Material provided -
• • •

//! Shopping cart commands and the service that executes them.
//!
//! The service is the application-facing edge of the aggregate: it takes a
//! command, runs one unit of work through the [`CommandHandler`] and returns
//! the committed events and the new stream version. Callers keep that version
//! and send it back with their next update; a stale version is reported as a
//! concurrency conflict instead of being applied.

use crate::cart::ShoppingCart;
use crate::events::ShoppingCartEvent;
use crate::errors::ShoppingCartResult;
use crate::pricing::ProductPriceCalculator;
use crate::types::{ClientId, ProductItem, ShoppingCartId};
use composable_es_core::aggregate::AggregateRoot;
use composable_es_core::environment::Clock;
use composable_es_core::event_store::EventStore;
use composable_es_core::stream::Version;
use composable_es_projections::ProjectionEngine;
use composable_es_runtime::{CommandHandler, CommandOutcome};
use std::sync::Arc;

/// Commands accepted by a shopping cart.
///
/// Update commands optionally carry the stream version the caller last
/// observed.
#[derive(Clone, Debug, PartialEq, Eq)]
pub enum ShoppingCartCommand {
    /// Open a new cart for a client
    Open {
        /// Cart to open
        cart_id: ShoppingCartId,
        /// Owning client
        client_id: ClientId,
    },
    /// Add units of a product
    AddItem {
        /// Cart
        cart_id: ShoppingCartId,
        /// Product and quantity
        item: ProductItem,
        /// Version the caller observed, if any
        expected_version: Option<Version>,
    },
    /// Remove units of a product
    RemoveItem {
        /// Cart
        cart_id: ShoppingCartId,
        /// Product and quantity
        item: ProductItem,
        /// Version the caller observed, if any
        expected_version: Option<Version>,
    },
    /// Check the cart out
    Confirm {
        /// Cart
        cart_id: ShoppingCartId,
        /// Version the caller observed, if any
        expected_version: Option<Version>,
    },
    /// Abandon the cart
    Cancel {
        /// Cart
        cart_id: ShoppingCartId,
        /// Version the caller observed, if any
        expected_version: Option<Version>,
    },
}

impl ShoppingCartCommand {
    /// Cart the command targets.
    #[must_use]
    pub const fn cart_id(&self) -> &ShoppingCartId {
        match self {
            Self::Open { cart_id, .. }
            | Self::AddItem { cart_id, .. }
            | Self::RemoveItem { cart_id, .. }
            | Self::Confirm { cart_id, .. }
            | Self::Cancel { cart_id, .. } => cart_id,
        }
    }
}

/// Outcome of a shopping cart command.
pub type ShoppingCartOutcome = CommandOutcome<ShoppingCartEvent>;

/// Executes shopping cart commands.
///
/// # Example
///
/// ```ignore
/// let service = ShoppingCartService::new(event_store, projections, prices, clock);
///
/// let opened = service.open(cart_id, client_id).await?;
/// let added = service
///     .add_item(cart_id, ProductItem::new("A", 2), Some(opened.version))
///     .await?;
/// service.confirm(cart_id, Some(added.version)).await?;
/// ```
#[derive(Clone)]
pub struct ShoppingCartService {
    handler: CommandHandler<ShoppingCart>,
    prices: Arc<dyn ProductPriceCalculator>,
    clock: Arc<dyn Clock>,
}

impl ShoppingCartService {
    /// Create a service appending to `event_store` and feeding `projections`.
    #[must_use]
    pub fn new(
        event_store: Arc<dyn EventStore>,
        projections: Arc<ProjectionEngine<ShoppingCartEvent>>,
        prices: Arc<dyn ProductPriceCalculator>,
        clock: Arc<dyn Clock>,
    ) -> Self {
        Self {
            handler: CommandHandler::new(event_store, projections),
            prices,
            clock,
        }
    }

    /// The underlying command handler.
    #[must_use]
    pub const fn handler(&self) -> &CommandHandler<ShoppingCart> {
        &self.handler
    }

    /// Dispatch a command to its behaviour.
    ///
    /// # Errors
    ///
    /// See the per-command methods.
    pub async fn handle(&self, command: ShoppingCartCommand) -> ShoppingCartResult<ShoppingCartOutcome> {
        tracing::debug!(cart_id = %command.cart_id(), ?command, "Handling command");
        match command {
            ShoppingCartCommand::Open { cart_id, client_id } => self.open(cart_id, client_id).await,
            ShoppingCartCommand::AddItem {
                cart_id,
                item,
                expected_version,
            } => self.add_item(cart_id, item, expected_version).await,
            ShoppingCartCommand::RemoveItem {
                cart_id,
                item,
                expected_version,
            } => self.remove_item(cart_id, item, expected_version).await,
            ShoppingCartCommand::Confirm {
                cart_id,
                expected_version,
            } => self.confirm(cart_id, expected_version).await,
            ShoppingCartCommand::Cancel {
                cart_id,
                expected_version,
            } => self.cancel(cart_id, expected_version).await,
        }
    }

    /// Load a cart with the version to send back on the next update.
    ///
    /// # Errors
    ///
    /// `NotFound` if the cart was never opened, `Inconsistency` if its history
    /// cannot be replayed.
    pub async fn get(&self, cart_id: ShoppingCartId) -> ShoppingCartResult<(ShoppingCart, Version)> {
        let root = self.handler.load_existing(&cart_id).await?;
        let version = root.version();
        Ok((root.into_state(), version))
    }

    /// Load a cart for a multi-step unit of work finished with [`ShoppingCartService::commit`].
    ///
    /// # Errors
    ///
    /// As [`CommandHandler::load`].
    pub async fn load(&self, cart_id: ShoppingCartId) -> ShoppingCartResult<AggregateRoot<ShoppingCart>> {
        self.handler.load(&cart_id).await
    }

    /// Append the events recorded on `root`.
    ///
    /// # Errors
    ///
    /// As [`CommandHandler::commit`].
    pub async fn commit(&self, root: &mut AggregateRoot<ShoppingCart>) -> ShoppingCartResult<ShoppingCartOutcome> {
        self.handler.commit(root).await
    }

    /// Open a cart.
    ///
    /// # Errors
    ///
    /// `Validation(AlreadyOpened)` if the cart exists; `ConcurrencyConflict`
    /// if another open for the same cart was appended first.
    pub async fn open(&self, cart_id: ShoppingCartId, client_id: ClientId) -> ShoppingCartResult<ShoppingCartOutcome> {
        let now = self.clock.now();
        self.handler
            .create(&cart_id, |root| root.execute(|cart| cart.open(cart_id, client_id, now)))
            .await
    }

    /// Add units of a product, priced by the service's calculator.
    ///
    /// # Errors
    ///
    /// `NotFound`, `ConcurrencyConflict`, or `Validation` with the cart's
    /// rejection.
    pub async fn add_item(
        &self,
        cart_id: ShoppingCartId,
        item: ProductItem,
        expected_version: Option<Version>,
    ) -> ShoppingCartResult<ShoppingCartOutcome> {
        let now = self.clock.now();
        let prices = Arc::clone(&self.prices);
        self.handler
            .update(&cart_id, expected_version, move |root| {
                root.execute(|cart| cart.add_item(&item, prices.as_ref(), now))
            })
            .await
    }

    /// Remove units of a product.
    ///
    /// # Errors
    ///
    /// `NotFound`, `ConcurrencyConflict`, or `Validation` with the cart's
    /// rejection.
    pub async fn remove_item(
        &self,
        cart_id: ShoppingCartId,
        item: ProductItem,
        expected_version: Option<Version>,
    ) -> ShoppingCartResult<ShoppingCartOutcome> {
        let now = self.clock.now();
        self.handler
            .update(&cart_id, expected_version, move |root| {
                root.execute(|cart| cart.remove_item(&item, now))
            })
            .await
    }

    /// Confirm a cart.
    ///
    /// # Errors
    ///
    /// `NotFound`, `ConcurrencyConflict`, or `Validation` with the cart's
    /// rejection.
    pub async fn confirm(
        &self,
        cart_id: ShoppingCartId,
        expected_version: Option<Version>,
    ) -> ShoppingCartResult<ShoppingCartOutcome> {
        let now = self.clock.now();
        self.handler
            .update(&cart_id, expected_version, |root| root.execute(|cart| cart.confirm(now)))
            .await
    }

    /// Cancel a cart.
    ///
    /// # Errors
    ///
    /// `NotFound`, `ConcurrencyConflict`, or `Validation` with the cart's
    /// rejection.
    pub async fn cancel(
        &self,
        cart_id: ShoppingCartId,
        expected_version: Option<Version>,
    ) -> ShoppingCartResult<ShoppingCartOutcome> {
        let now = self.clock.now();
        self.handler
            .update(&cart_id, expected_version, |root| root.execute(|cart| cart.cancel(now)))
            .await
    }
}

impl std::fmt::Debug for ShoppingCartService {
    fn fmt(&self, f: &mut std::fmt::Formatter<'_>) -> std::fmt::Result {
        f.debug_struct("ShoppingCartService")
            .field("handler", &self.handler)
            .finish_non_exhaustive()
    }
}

• • •

What you will do - Tell how many lines in the records above carry the word "ClientId". Only the number should appear in the reply.

Response - 3